# Your task
Every line of the data must be retyped exactly as it stands.
Content starts
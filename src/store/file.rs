//! Cookie jar persisted as JSON under the user's data directory.

use std::fs;
use std::path::{Path, PathBuf};
use std::sync::Mutex;

use chrono::{Duration, Utc};
use directories::ProjectDirs;
use tracing::{debug, error};
use zeroize::Zeroizing;

use super::{Cookie, TokenStore};
use crate::error::StoreError;

/// Cookie jar file name.
const COOKIE_FILE: &str = "cookies.json";

/// Get the default path of the cookie jar.
///
/// Returns `~/.local/share/propdesk/cookies.json` on Linux.
pub fn default_jar_path() -> Option<PathBuf> {
    ProjectDirs::from("io", "propdesk", "propdesk").map(|dirs| dirs.data_dir().join(COOKIE_FILE))
}

/// Cookie jar shared between processes through a file.
///
/// Every operation re-reads the file so that a login or logout in another
/// process is seen by the next lookup.
#[derive(Debug)]
pub struct FileCookieJar {
    path: PathBuf,
    /// Serialises read-modify-write cycles within this process.
    write_lock: Mutex<()>,
}

impl FileCookieJar {
    pub fn new(path: impl Into<PathBuf>) -> Self {
        Self {
            path: path.into(),
            write_lock: Mutex::new(()),
        }
    }

    /// Jar at the default location.
    pub fn open_default() -> Result<Self, StoreError> {
        let path = default_jar_path().ok_or_else(|| {
            StoreError::Io(std::io::Error::new(
                std::io::ErrorKind::NotFound,
                "Could not determine data directory",
            ))
        })?;
        Ok(Self::new(path))
    }

    pub fn path(&self) -> &Path {
        &self.path
    }

    /// Load cookies from disk.
    ///
    /// A missing file is an empty jar; a corrupt file is logged and treated as empty.
    fn load(&self) -> Result<Vec<Cookie>, StoreError> {
        if !self.path.exists() {
            return Ok(Vec::new());
        }

        let content = fs::read_to_string(&self.path)
            .map_err(|e| StoreError::RetrieveFailed(e.to_string()))?;

        match serde_json::from_str(&content) {
            Ok(cookies) => Ok(cookies),
            Err(e) => {
                error!("Failed to parse cookie jar {:?}: {}, starting empty", self.path, e);
                Ok(Vec::new())
            }
        }
    }

    fn save(&self, cookies: &[Cookie]) -> Result<(), StoreError> {
        if let Some(parent) = self.path.parent() {
            fs::create_dir_all(parent)?;
        }

        let content = serde_json::to_string_pretty(cookies)
            .map_err(|e| StoreError::StoreFailed(e.to_string()))?;

        fs::write(&self.path, content).map_err(|e| StoreError::StoreFailed(e.to_string()))?;

        debug!("Saved {} cookies to {:?}", cookies.len(), self.path);
        Ok(())
    }
}

impl TokenStore for FileCookieJar {
    fn get(&self, name: &str) -> Result<Option<Zeroizing<String>>, StoreError> {
        let now = Utc::now();
        self.load()?
            .into_iter()
            .find(|c| c.name == name && !c.is_expired_at(now))
            .map(|c| c.decoded_value())
            .transpose()
    }

    fn set(&self, name: &str, value: &str, ttl: Duration) -> Result<(), StoreError> {
        let _guard = self.write_lock.lock().unwrap_or_else(|e| e.into_inner());
        let now = Utc::now();

        let mut cookies = self.load()?;
        cookies.retain(|c| c.name != name && !c.is_expired_at(now));
        cookies.push(Cookie::session(name, value, ttl, now));

        self.save(&cookies)
    }

    fn remove(&self, name: &str) -> Result<(), StoreError> {
        let _guard = self.write_lock.lock().unwrap_or_else(|e| e.into_inner());

        if !self.path.exists() {
            return Ok(());
        }

        let mut cookies = self.load()?;
        let before = cookies.len();
        cookies.retain(|c| c.name != name);
        if cookies.len() == before {
            return Ok(());
        }

        self.save(&cookies)
            .map_err(|e| StoreError::DeleteFailed(e.to_string()))
    }
}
Content ends
# Your response
filename src/store/file.rs
//! Cookie jar persisted as JSON under the user's data directory.

use std::fs;
use std::path::{Path, PathBuf};
use std::sync::Mutex;

use chrono::{Duration, Utc};
use directories::ProjectDirs;
use tracing::{debug, error};
use zeroize::Zeroizing;

use super::{Cookie, TokenStore};
use crate::error::StoreError;

/// Cookie jar file name.
const COOKIE_FILE: &str = "cookies.json";

/// Get the default path of the cookie jar.
///
/// Returns `~/.local/share/propdesk/cookies.json` on Linux.
pub fn default_jar_path() -> Option<PathBuf> {
    ProjectDirs::from("io", "propdesk", "propdesk").map(|dirs| dirs.data_dir().join(COOKIE_FILE))
}

/// Cookie jar shared between processes through a file.
///
/// Every operation re-reads the file so that a login or logout in another
/// process is seen by the next lookup.
#[derive(Debug)]
pub struct FileCookieJar {
    path: PathBuf,
    /// Serialises read-modify-write cycles within this process.
    write_lock: Mutex<()>,
}

impl FileCookieJar {
    pub fn new(path: impl Into<PathBuf>) -> Self {
        Self {
            path: path.into(),
            write_lock: Mutex::new(()),
        }
    }

    /// Jar at the default location.
    pub fn open_default() -> Result<Self, StoreError> {
        let path = default_jar_path().ok_or_else(|| {
            StoreError::Io(std::io::Error::new(
                std::io::ErrorKind::NotFound,
                "Could not determine data directory",
            ))
        })?;
        Ok(Self::new(path))
    }

    pub fn path(&self) -> &Path {
        &self.path
    }

    /// Load cookies from disk.
    ///
    /// A missing file is an empty jar; a corrupt file is logged and treated as empty.
    fn load(&self) -> Result<Vec<Cookie>, StoreError> {
        if !self.path.exists() {
            return Ok(Vec::new());
        }

        let content = fs::read_to_string(&self.path)
            .map_err(|e| StoreError::RetrieveFailed(e.to_string()))?;

        match serde_json::from_str(&content) {
            Ok(cookies) => Ok(cookies),
            Err(e) => {
                error!("Failed to parse cookie jar {:?}: {}, starting empty", self.path, e);
                Ok(Vec::new())
            }
        }
    }

    fn save(&self, cookies: &[Cookie]) -> Result<(), StoreError> {
        if let Some(parent) = self.path.parent() {
            fs::create_dir_all(parent)?;
        }

        let content = serde_json::to_string_pretty(cookies)
            .map_err(|e| StoreError::StoreFailed(e.to_string()))?;

        fs::write(&self.path, content).map_err(|e| StoreError::StoreFailed(e.to_string()))?;

        debug!("Saved {} cookies to {:?}", cookies.len(), self.path);
        Ok(())
    }
}

impl TokenStore for FileCookieJar {
    fn get(&self, name: &str) -> Result<Option<Zeroizing<String>>, StoreError> {
        let now = Utc::now();
        self.load()?
            .into_iter()
            .find(|c| c.name == name && !c.is_expired_at(now))
            .map(|c| c.decoded_value())
            .transpose()
    }

    fn set(&self, name: &str, value: &str, ttl: Duration) -> Result<(), StoreError> {
        let _guard = self.write_lock.lock().unwrap_or_else(|e| e.into_inner());
        let now = Utc::now();

        let mut cookies = self.load()?;
        cookies.retain(|c| c.name != name && !c.is_expired_at(now));
        cookies.push(Cookie::session(name, value, ttl, now));

        self.save(&cookies)
    }

    fn remove(&self, name: &str) -> Result<(), StoreError> {
        let _guard = self.write_lock.lock().unwrap_or_else(|e| e.into_inner());

        if !self.path.exists() {
            return Ok(());
        }

        let mut cookies = self.load()?;
        let before = cookies.len();
        cookies.retain(|c| c.name != name);
        if cookies.len() == before {
            return Ok(());
        }

        self.save(&cookies)
            .map_err(|e| StoreError::DeleteFailed(e.to_string()))
    }
}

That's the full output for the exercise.